I also failed to jump on the WWJD bracelet band wagon. The message of Christ is not: what would He do? It is: what did He do? He died on the cross because we cannot do what He did. Only He can. That is the point of the gospel, not trying to mimic Him in some cheap, tawdry form of moralism. If we could do what He did, then we would need the gospel.

I’ve also noticed that a lot of those who were wearing those bracelets are now jumping on another trendy exercise in the church, that of getting tattoos. I also happen to know that Jesus WOULD NOT GET A TATTOO! It was against the Law, which He came to fulfill, not make it OK for us to break.

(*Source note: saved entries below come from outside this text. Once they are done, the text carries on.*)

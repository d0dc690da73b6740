// ==============================================================================
// curve.rs — PIECEWISE-LINEAR TUNING CURVES (FRICTION + TORQUE)
// ------------------------------------------------------------------------------
// A Curve is a sorted list of (time, value) keys:
// - evaluate() clamps outside the key range to the first / last value
// - between keys it interpolates linearly
//
// FrictionCurves is the lookup table the friction model reads, keyed by
// (axle, drifting). It is plain data so it can live in the JSON tuning file.
// ==============================================================================

use serde::{Deserialize, Serialize};

use crate::arcade_car::types::Axle;
use crate::error::ConfigError;

#[derive(Debug, Clone, PartialEq, Serialize, Deserialize)]
#[serde(transparent)]
pub struct Curve {
    pub keys: Vec<(f32, f32)>, // (time, value), time strictly increasing
}

impl Curve {
    pub fn new(keys: Vec<(f32, f32)>) -> Self {
        Self { keys }
    }

    pub fn constant(value: f32) -> Self {
        Self { keys: vec![(0.0, value)] }
    }

    pub fn evaluate(&self, t: f32) -> f32 {
        let Some(&(first_t, first_v)) = self.keys.first() else {
            return 0.0;
        };
        if t <= first_t || !t.is_finite() {
            return first_v;
        }

        for pair in self.keys.windows(2) {
            let (t0, v0) = pair[0];
            let (t1, v1) = pair[1];
            if t <= t1 {
                let span = t1 - t0;
                if span <= f32::EPSILON {
                    return v1;
                }
                let alpha = (t - t0) / span;
                return v0 + (v1 - v0) * alpha;
            }
        }

        // past the last key
        self.keys.last().map(|&(_, v)| v).unwrap_or(first_v)
    }

    pub fn validate(&self, name: &'static str) -> Result<(), ConfigError> {
        if self.keys.is_empty() {
            return Err(ConfigError::EmptyCurve { curve: name });
        }
        for (i, pair) in self.keys.windows(2).enumerate() {
            if !(pair[1].0 > pair[0].0) {
                return Err(ConfigError::NonMonotonicCurve { curve: name, key: i + 1 });
            }
        }
        if self.keys.iter().any(|(t, v)| !t.is_finite() || !v.is_finite()) {
            return Err(ConfigError::InvalidValue {
                field: name,
                detail: "curve keys must be finite".to_string(),
            });
        }
        Ok(())
    }
}

/// Lateral grip curves, selected by wheel axle and drift state.
#[derive(Debug, Clone, PartialEq, Serialize, Deserialize)]
pub struct FrictionCurves {
    pub front: Curve,
    pub back: Curve,
    pub front_drift: Curve,
    pub back_drift: Curve,
}

impl FrictionCurves {
    pub fn get(&self, axle: Axle, drifting: bool) -> &Curve {
        match (axle, drifting) {
            (Axle::Front, false) => &self.front,
            (Axle::Back, false) => &self.back,
            (Axle::Front, true) => &self.front_drift,
            (Axle::Back, true) => &self.back_drift,
        }
    }

    pub fn validate(&self) -> Result<(), ConfigError> {
        self.front.validate("friction.front")?;
        self.back.validate("friction.back")?;
        self.front_drift.validate("friction.front_drift")?;
        self.back_drift.validate("friction.back_drift")?;
        Ok(())
    }
}

impl Default for FrictionCurves {
    fn default() -> Self {
        // x = alignment of slip with travel (0 = rolling straight, 1 = full sideways)
        Self {
            front: Curve::new(vec![(0.0, 0.9), (0.5, 0.7), (1.0, 0.55)]),
            back: Curve::new(vec![(0.0, 0.85), (0.5, 0.65), (1.0, 0.5)]),
            front_drift: Curve::new(vec![(0.0, 0.7), (0.5, 0.5), (1.0, 0.4)]),
            back_drift: Curve::new(vec![(0.0, 0.25), (0.5, 0.12), (1.0, 0.08)]),
        }
    }
}

/// Default engine torque curve: full torque from standstill, fading toward top speed.
pub fn default_torque_curve() -> Curve {
    Curve::new(vec![(0.0, 1.0), (0.6, 0.85), (0.9, 0.4), (1.0, 0.0)])
}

I also failed to jump on the Promise Keepers, Purpose Drive Life, Purpose Driven Church, Purpose Driven Calendars, Purpose Driven Pencils, Purpose Driven Toilet Paper, Purpose Driven T-shirts, Purpose Driven Youth Rallies and lady’s groups, and the Experiencing God, bandwagons. Those things are trends and trends are dangerous in the church because they can be very misleading. I know, many people were “helped” by these things, but for the most part, you could reduce the all that these things said that was true to Scripture to a page of information. It would have been better for people to get together under someone called to preach the gospel, and listen to them, say, 52 Sundays out of the year. If the pastor is faithfully preaching God’s word on Sunday, you don’t need Purpose Driven Promise Keepers on Saturday. By supporting such groups, the church inherently ends up propping up men who should not be given such authority in the church, especially Rick Warren. Your typical small-town pastor who faithfully preaches every week does far more good in a year than someone who is as misguided as Warren does in 15 years.

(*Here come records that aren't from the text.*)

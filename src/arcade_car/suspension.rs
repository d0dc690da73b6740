// ==============================================================================
// suspension.rs — GROUND PROBE + SPRING/DAMPER FORCE
// ------------------------------------------------------------------------------
// probe_ground(...):
//     Casts from `offset` above the wheel attachment point along -chassis up,
//     for floor_check + offset. A hit reports floor distance = hit - offset.
//
// spring_force(...):
//     F = (rest - floor) * k - (v · up) * c, along chassis up, then the world
//     X/Y components are dropped so the suspension only ever pushes vertically.
//
// Neither function applies anything; the controller scales and pushes forces.
// ==============================================================================

use nalgebra::Unit;

use crate::arcade_car::ports::RayCaster;
use crate::arcade_car::types::{Pos3, RayHit, Vec3, WORLD_UP};

/// Spring-damper parameters shared by all four wheels.
#[derive(Debug, Clone, Copy, PartialEq)]
pub struct SpringParams {
    pub rest_distance: f32, // floor distance producing zero spring force
    pub strength: f32,      // force per unit of compression
    pub damping: f32,       // force per unit of vertical velocity
}

/// One wheel's ground probe, kept whole so the debug overlay can draw it.
#[derive(Debug, Clone, Copy, PartialEq)]
pub struct GroundProbe {
    pub origin: Pos3,
    pub direction: Vec3,
    pub max_distance: f32,
    pub hit: Option<RayHit>,
    pub floor_distance: Option<f32>,
}

impl GroundProbe {
    pub fn grounded(&self) -> bool {
        self.floor_distance.is_some()
    }
}

pub fn probe_ground<R: RayCaster + ?Sized>(
    caster: &R,
    wheel_location: Pos3,
    chassis_up: Vec3,
    floor_check_distance: f32,
    probe_offset: f32,
) -> GroundProbe {
    let origin = wheel_location + WORLD_UP * probe_offset;
    let direction = Unit::try_new(-chassis_up, 1e-6).unwrap_or_else(|| -Vec3::z_axis());
    let max_distance = floor_check_distance + probe_offset;

    let hit = caster.probe(origin, direction, max_distance, true);
    let floor_distance = hit.map(|h| h.distance - probe_offset);

    GroundProbe {
        origin,
        direction: direction.into_inner(),
        max_distance,
        hit,
        floor_distance,
    }
}

/// Raw (unscaled) suspension force for one grounded wheel.
pub fn spring_force(
    params: &SpringParams,
    chassis_up: Vec3,
    wheel_velocity: Vec3,
    floor_distance: f32,
) -> Vec3 {
    let compression = params.rest_distance - floor_distance;
    let vertical_vel = chassis_up.dot(&wheel_velocity);
    let force = compression * params.strength - vertical_vel * params.damping;

    let mut out = chassis_up * force;
    out.x = 0.0;
    out.y = 0.0;
    out
}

3. I don’t watch these programs because people expect me to. I know as a pastor I’m expected to watch it and give my critique of it. But truth be known, I would much rather just do my job and teach/preach the Bible so that if you want to watch the show, you can determine on your own whether or not the show is being truthful to Scripture. There are far too many books, shows, blogs, web sites, movements, etc., for me to become an expert on all of them. I will comment on those I do learn about, but for the most part, I have to be faithful to my calling and trust that the Holy Spirit will work in your life for you to be able to determine if something is worthy.

Allow me to also say that that I’m not going to get the DVD and teach it in Sunday school. I already have a perfectly good Bible that I can use to teach the truth with. There are books and DVDs I will use in Sunday school, but if something appears on the History Channel, I suspect that there will be a great deal of compromise on the part of those who make it.


25 thoughts on “Three Reasons I Am NOT Watching The Bible on the History Channel

  1. Pastor Timothy, a few comments, if I may.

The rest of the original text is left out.